━━━━━ Provided records ━━━━━

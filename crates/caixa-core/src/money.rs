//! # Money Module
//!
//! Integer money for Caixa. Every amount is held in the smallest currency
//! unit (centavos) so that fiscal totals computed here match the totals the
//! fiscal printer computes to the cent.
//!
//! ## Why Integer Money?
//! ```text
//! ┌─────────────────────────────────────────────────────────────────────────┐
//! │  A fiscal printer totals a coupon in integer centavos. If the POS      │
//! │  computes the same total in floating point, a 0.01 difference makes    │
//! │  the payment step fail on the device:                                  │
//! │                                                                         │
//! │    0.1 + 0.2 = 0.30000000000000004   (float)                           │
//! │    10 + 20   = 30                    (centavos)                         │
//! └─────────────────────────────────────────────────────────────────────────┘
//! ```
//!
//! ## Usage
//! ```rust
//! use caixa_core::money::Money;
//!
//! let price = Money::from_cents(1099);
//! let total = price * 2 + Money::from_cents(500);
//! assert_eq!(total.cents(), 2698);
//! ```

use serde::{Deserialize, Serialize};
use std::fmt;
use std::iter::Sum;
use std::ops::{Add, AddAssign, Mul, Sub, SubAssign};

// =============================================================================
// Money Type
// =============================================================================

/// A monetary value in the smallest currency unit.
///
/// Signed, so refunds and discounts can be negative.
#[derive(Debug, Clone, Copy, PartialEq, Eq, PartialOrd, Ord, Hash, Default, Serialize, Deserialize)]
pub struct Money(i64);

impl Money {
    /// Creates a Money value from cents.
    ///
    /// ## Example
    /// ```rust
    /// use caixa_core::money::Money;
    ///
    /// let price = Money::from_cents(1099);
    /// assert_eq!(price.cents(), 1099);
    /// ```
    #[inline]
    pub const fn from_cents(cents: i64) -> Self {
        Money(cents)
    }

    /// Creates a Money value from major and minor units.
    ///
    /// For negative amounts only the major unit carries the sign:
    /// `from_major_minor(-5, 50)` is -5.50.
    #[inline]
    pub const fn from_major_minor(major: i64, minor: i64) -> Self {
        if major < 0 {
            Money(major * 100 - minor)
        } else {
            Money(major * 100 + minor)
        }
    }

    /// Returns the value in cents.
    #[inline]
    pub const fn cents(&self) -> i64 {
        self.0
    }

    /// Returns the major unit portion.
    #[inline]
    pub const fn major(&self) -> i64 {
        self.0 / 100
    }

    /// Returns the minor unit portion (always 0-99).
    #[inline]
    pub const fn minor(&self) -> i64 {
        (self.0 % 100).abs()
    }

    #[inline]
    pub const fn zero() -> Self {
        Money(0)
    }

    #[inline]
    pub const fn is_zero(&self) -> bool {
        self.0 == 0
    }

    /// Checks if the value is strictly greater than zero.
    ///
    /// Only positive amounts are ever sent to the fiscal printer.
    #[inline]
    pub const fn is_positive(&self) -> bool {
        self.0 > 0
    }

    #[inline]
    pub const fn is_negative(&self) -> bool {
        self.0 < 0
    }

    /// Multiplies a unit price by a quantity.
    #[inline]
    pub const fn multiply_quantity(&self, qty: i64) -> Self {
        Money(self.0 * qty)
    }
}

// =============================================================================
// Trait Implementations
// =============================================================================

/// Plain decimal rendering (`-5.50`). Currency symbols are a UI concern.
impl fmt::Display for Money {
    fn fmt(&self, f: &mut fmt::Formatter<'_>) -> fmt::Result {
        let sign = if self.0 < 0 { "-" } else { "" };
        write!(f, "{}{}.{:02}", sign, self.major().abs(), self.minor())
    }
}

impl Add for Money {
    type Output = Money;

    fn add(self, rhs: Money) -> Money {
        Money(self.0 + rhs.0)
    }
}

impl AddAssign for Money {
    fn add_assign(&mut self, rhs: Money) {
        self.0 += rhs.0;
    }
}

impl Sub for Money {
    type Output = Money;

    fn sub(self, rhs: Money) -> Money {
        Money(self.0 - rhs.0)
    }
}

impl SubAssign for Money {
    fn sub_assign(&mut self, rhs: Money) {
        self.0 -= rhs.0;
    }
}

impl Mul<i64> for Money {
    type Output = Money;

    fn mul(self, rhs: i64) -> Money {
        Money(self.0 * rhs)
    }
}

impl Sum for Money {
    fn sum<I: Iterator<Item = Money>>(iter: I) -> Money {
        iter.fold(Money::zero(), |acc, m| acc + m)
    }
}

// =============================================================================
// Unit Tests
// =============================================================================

━━━━━

_Task description:_ Which lines in the records above contain the word "const"? Copy each one.

_Exercise response:_
    pub const fn from_cents(cents: i64) -> Self {
    pub const fn from_major_minor(major: i64, minor: i64) -> Self {
    pub const fn cents(&self) -> i64 {
    pub const fn major(&self) -> i64 {
    pub const fn minor(&self) -> i64 {
    pub const fn zero() -> Self {
    pub const fn is_zero(&self) -> bool {
    pub const fn is_positive(&self) -> bool {
    pub const fn is_negative(&self) -> bool {
    pub const fn multiply_quantity(&self, qty: i64) -> Self {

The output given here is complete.